WHAT TO DO> Through the line that contains "polls between task", return the data below exactly, starting at its first line; leave the rest out.

DATA TO PROCESS>
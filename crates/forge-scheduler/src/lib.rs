//! forge-scheduler — the package compilation step.
//!
//! [`PackageCompileStep`] drives a [`forge_graph::TaskGraph`] to
//! completion: tasks whose dependencies are resolved are dispatched to a
//! bounded set of concurrent compile attempts, each of which takes the
//! compile lock, re-checks the cache, and only then occupies a pool
//! worker for the remote compile RPC. Cancellation is cooperative and
//! checked between dispatches; in-flight compiles always run to
//! completion so no worker is abandoned.

pub mod error;
pub mod step;
pub mod tracker;

pub use error::{CompileStepError, CompileStepResult};
pub use step::PackageCompileStep;
pub use tracker::{NullTracker, TaskTracker};
//! Cooperative cancellation and progress checkpoints.

/// Run-level control surface the scheduler polls between task
/// completions. Production backs this with the orchestrator's task
/// record; tests and standalone runs use [`NullTracker`].
pub trait TaskTracker: Send + Sync {
    /// Whether an operator has requested cancellation. Polled, never
    /// pushed; an in-flight compile finishes before the answer matters.
    fn cancelled(&self) -> bool;

    /// Record that the run is still making progress.
    fn checkpoint(&self);
}

/// Tracker that never cancels and records nothing.
#[derive(Debug, Default, Clone, Copy)]
pub struct NullTracker;

impl TaskTracker for NullTracker {
    fn cancelled(&self) -> bool {
        false
    }

    fn checkpoint(&self) {}
}
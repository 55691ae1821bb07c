//! Pool error types.

use thiserror::Error;

use crate::agent::AgentError;
use crate::cloud::CloudError;

/// Result type alias for pool operations.
pub type PoolResult<T> = Result<T, PoolError>;

/// Errors that can occur while preparing or releasing workers.
#[derive(Debug, Error)]
pub enum PoolError {
    #[error("failed to create compilation worker after {tries} attempt(s): {source}")]
    CreateVm { tries: u32, source: CloudError },

    #[error(transparent)]
    Cloud(#[from] CloudError),

    #[error(transparent)]
    Agent(#[from] AgentError),

    /// In reuse mode there must never be more workers for a stemcell than
    /// the configured worker count. Hitting this is a scheduler bug.
    #[error("more compilation workers for stemcell '{stemcell}' than the configured limit ({limit})")]
    WorkerLimitExceeded { stemcell: String, limit: u32 },
}
//! PackageCache — the tiered lookup/store protocol.

use std::sync::Arc;

use tracing::{debug, info};

use forge_core::{CompiledPackage, Package, Stemcell};

use crate::error::CacheResult;
use crate::global::{GlobalEntry, GlobalPackageCache};
use crate::store::CompiledPackageStore;

/// Two-tier compiled-package cache: the per-deployment index plus an
/// optional global tier.
#[derive(Clone)]
pub struct PackageCache {
    index: CompiledPackageStore,
    global: Option<Arc<dyn GlobalPackageCache>>,
}

impl PackageCache {
    pub fn new(index: CompiledPackageStore, global: Option<Arc<dyn GlobalPackageCache>>) -> Self {
        Self { index, global }
    }

    /// Resolve a task against both tiers.
    ///
    /// A local hit returns as-is. A global hit is materialized into the
    /// local index with a fresh build number so later runs and parallel
    /// deployments resolve locally. Callers hold the compile lock for the
    /// `(package, stemcell)` pair while mutating.
    pub async fn lookup(
        &self,
        package: &Package,
        stemcell: &Stemcell,
        dependency_key: &str,
        cache_key: &str,
    ) -> CacheResult<Option<CompiledPackage>> {
        if let Some(compiled) = self.index.find(package, stemcell, dependency_key)? {
            info!(
                package = %package.desc(),
                stemcell = %stemcell.desc(),
                "found compiled package in deployment index"
            );
            return Ok(Some(compiled));
        }

        let Some(global) = &self.global else {
            return Ok(None);
        };
        let Some(entry) = global.fetch(&package.name, cache_key).await? else {
            debug!(
                package = %package.desc(),
                stemcell = %stemcell.desc(),
                "package needs to be compiled"
            );
            return Ok(None);
        };

        info!(
            package = %package.desc(),
            stemcell = %stemcell.desc(),
            "found compiled package in global cache"
        );
        let build = self.index.next_build_number(package, stemcell)?;
        let compiled = CompiledPackage {
            package_name: package.name.clone(),
            package_version: package.version.clone(),
            package_fingerprint: package.fingerprint.clone(),
            stemcell_os: stemcell.operating_system.clone(),
            stemcell_version: stemcell.version.clone(),
            dependency_key: dependency_key.to_string(),
            build,
            sha1: entry.sha1,
            blobstore_id: entry.blobstore_id,
        };
        self.index.insert(&compiled)?;
        Ok(Some(compiled))
    }

    /// Record a freshly compiled package in the local index and, when the
    /// global tier is configured, push it there unless already present.
    /// The existence check happens immediately before the push and is not
    /// locked; a duplicate push of identical content is tolerated.
    pub async fn store(&self, compiled: &CompiledPackage, cache_key: &str) -> CacheResult<()> {
        self.index.insert(compiled)?;

        let Some(global) = &self.global else {
            debug!("global cache not configured, skipping upload");
            return Ok(());
        };
        if global.exists(&compiled.package_name, cache_key).await? {
            debug!(
                package = %compiled.package_name,
                "already exists in global cache, skipping upload"
            );
            return Ok(());
        }
        info!(package = %compiled.package_name, "uploading to global cache");
        global
            .save(
                &compiled.package_name,
                cache_key,
                GlobalEntry {
                    sha1: compiled.sha1.clone(),
                    blobstore_id: compiled.blobstore_id.clone(),
                },
            )
            .await
    }

    /// Allocate the next build number for `(package, stemcell)`.
    pub fn next_build_number(&self, package: &Package, stemcell: &Stemcell) -> CacheResult<u32> {
        self.index.next_build_number(package, stemcell)
    }
}

#[cfg(test)]
mod tests {
    use super::*;
    use crate::global::InMemoryGlobalCache;
    use std::collections::BTreeSet;

    fn package(name: &str) -> Package {
        Package {
            name: name.to_string(),
            version: "1".to_string(),
            fingerprint: format!("fp-{name}"),
            dependency_set: BTreeSet::new(),
            blobstore_id: format!("blob-{name}"),
            sha1: format!("sha1-{name}"),
        }
    }

    fn stemcell() -> Stemcell {
        Stemcell {
            name: "base-jammy".to_string(),
            operating_system: "ubuntu-jammy".to_string(),
            version: "1.95".to_string(),
            cid: "cid-jammy".to_string(),
            sha1: "stemcell-sha".to_string(),
        }
    }

    fn compiled(package: &Package, stemcell: &Stemcell, build: u32) -> CompiledPackage {
        CompiledPackage {
            package_name: package.name.clone(),
            package_version: package.version.clone(),
            package_fingerprint: package.fingerprint.clone(),
            stemcell_os: stemcell.operating_system.clone(),
            stemcell_version: stemcell.version.clone(),
            dependency_key: "dk".to_string(),
            build,
            sha1: "out-sha".to_string(),
            blobstore_id: "out-blob".to_string(),
        }
    }

    #[tokio::test]
    async fn local_hit_wins_without_touching_global() {
        let index = CompiledPackageStore::open_in_memory().unwrap();
        let global = Arc::new(InMemoryGlobalCache::new());
        let cache = PackageCache::new(index.clone(), Some(global.clone()));
        let pkg = package("ruby");
        let sc = stemcell();

        index.insert(&compiled(&pkg, &sc, 1)).unwrap();

        let found = cache.lookup(&pkg, &sc, "dk", "ck").await.unwrap().unwrap();
        assert_eq!(found.build, 1);
        assert!(global.is_empty());
    }

    #[tokio::test]
    async fn global_hit_is_materialized_locally() {
        let index = CompiledPackageStore::open_in_memory().unwrap();
        let global = Arc::new(InMemoryGlobalCache::new());
        global.put(
            "ruby",
            "ck",
            GlobalEntry {
                sha1: "global-sha".to_string(),
                blobstore_id: "global-blob".to_string(),
            },
        );
        let cache = PackageCache::new(index.clone(), Some(global));
        let pkg = package("ruby");
        let sc = stemcell();

        let found = cache.lookup(&pkg, &sc, "dk", "ck").await.unwrap().unwrap();
        assert_eq!(found.sha1, "global-sha");
        assert_eq!(found.build, 1);

        // Now present in the local index.
        assert_eq!(index.find(&pkg, &sc, "dk").unwrap(), Some(found));
    }

    #[tokio::test]
    async fn miss_without_global_tier_returns_none() {
        let index = CompiledPackageStore::open_in_memory().unwrap();
        let cache = PackageCache::new(index, None);
        let pkg = package("ruby");
        let sc = stemcell();

        assert!(cache.lookup(&pkg, &sc, "dk", "ck").await.unwrap().is_none());
    }

    #[tokio::test]
    async fn store_pushes_to_global_only_once() {
        let index = CompiledPackageStore::open_in_memory().unwrap();
        let global = Arc::new(InMemoryGlobalCache::new());
        let cache = PackageCache::new(index, Some(global.clone()));
        let pkg = package("ruby");
        let sc = stemcell();

        cache.store(&compiled(&pkg, &sc, 1), "ck").await.unwrap();
        assert_eq!(global.len(), 1);

        // A second store of the same content finds the entry and skips
        // the push (still one entry either way).
        cache.store(&compiled(&pkg, &sc, 2), "ck").await.unwrap();
        assert_eq!(global.len(), 1);
    }
}
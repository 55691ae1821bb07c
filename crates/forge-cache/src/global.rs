//! Global compiled-package cache tier.
//!
//! Deployment-independent and content-addressed: entries are keyed by
//! `(package name, cache_key)` where the cache key already encodes the
//! dependency closure and the stemcell image. Writes of identical content
//! are idempotent, so the tier is used without locking — a duplicate push
//! from a concurrent deployment is benign.

use std::collections::HashMap;
use std::sync::Mutex;

use async_trait::async_trait;
use serde::{Deserialize, Serialize};

use crate::error::CacheResult;

/// A global-cache entry: just the output artifact reference. Build numbers
/// and dependency keys are per-deployment notions and stay local.
#[derive(Debug, Clone, PartialEq, Eq, Serialize, Deserialize)]
pub struct GlobalEntry {
    pub sha1: String,
    pub blobstore_id: String,
}

/// The global cache tier. Production backs this with a shared blobstore;
/// tests use [`InMemoryGlobalCache`].
#[async_trait]
pub trait GlobalPackageCache: Send + Sync {
    async fn exists(&self, package_name: &str, cache_key: &str) -> CacheResult<bool>;

    async fn fetch(&self, package_name: &str, cache_key: &str)
    -> CacheResult<Option<GlobalEntry>>;

    async fn save(&self, package_name: &str, cache_key: &str, entry: GlobalEntry)
    -> CacheResult<()>;
}

/// In-memory global cache for tests and single-node setups.
#[derive(Debug, Default)]
pub struct InMemoryGlobalCache {
    entries: Mutex<HashMap<(String, String), GlobalEntry>>,
}

impl InMemoryGlobalCache {
    pub fn new() -> Self {
        Self::default()
    }

    pub fn len(&self) -> usize {
        self.entries.lock().unwrap_or_else(|e| e.into_inner()).len()
    }

    pub fn is_empty(&self) -> bool {
        self.len() == 0
    }

    /// Seed an entry, for tests that start with a warm global cache.
    pub fn put(&self, package_name: &str, cache_key: &str, entry: GlobalEntry) {
        self.entries
            .lock()
            .unwrap_or_else(|e| e.into_inner())
            .insert((package_name.to_string(), cache_key.to_string()), entry);
    }
}

#[async_trait]
impl GlobalPackageCache for InMemoryGlobalCache {
    async fn exists(&self, package_name: &str, cache_key: &str) -> CacheResult<bool> {
        Ok(self
            .entries
            .lock()
            .unwrap_or_else(|e| e.into_inner())
            .contains_key(&(package_name.to_string(), cache_key.to_string())))
    }

    async fn fetch(
        &self,
        package_name: &str,
        cache_key: &str,
    ) -> CacheResult<Option<GlobalEntry>> {
        Ok(self
            .entries
            .lock()
            .unwrap_or_else(|e| e.into_inner())
            .get(&(package_name.to_string(), cache_key.to_string()))
            .cloned())
    }

    async fn save(
        &self,
        package_name: &str,
        cache_key: &str,
        entry: GlobalEntry,
    ) -> CacheResult<()> {
        self.put(package_name, cache_key, entry);
        Ok(())
    }
}
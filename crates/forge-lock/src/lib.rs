//! forge-lock — the advisory compile lock.
//!
//! Two concurrent orchestrator runs sharing a release must not compile
//! the same `(package, stemcell)` artifact twice. The lock is named by a
//! typed [`LockKey`] and acquired through the injectable [`CompileLock`]
//! trait: production substitutes a DB-row or coordination-service
//! implementation, tests and single-node deployments use the in-process
//! [`InMemoryLockRegistry`].
//!
//! Acquisition blocks until the current holder releases. The returned
//! guard releases on drop, so the lock is released on every exit path.

use std::collections::HashMap;
use std::fmt;
use std::sync::Arc;

use async_trait::async_trait;
use thiserror::Error;
use tokio::sync::Mutex;
use tracing::debug;

/// Identifies the artifact being guarded: one lock per
/// `(package, stemcell os/version)` pair.
#[derive(Debug, Clone, PartialEq, Eq, Hash)]
pub struct LockKey {
    pub package_id: String,
    pub stemcell_os: String,
    pub stemcell_version: String,
}

impl LockKey {
    pub fn new(package_id: &str, stemcell_os: &str, stemcell_version: &str) -> Self {
        Self {
            package_id: package_id.to_string(),
            stemcell_os: stemcell_os.to_string(),
            stemcell_version: stemcell_version.to_string(),
        }
    }
}

impl fmt::Display for LockKey {
    fn fmt(&self, f: &mut fmt::Formatter<'_>) -> fmt::Result {
        write!(
            f,
            "compile:{}:{}/{}",
            self.package_id, self.stemcell_os, self.stemcell_version
        )
    }
}

/// Errors that can occur while acquiring a compile lock.
#[derive(Debug, Error)]
pub enum LockError {
    #[error("failed to acquire compile lock {key}: {reason}")]
    Acquire { key: String, reason: String },
}

pub type LockResult<T> = Result<T, LockError>;

/// Held lock. Dropping the guard releases the lock.
pub struct LockGuard {
    _held: Box<dyn std::any::Any + Send>,
}

impl LockGuard {
    pub fn new(held: impl std::any::Any + Send + 'static) -> Self {
        Self { _held: Box::new(held) }
    }
}

impl fmt::Debug for LockGuard {
    fn fmt(&self, f: &mut fmt::Formatter<'_>) -> fmt::Result {
        f.debug_struct("LockGuard").finish_non_exhaustive()
    }
}

/// Cluster-wide advisory lock provider.
#[async_trait]
pub trait CompileLock: Send + Sync {
    /// Block until the lock for `key` is acquired.
    async fn acquire(&self, key: &LockKey) -> LockResult<LockGuard>;
}

/// In-process lock registry: one `tokio::sync::Mutex` per key, created
/// lazily and never removed (the set of keys is bounded by the release's
/// package count).
#[derive(Debug, Default)]
pub struct InMemoryLockRegistry {
    locks: Mutex<HashMap<LockKey, Arc<Mutex<()>>>>,
}

impl InMemoryLockRegistry {
    pub fn new() -> Self {
        Self::default()
    }
}

#[async_trait]
impl CompileLock for InMemoryLockRegistry {
    async fn acquire(&self, key: &LockKey) -> LockResult<LockGuard> {
        let slot = {
            let mut locks = self.locks.lock().await;
            locks.entry(key.clone()).or_default().clone()
        };
        debug!(lock = %key, "acquiring compile lock");
        let held = slot.lock_owned().await;
        debug!(lock = %key, "compile lock acquired");
        Ok(LockGuard::new(held))
    }
}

RESPONSE>
filename crates/forge-scheduler/src/lib.rs
//! forge-scheduler — the package compilation step.
//!
//! [`PackageCompileStep`] drives a [`forge_graph::TaskGraph`] to
//! completion: tasks whose dependencies are resolved are dispatched to a
//! bounded set of concurrent compile attempts, each of which takes the
//! compile lock, re-checks the cache, and only then occupies a pool
//! worker for the remote compile RPC. Cancellation is cooperative and
//! checked between dispatches; in-flight compiles always run to
//! completion so no worker is abandoned.

pub mod error;
pub mod step;
pub mod tracker;

pub use error::{CompileStepError, CompileStepResult};
pub use step::PackageCompileStep;
pub use tracker::{NullTracker, TaskTracker};
//! Cooperative cancellation and progress checkpoints.

/// Run-level control surface the scheduler polls between task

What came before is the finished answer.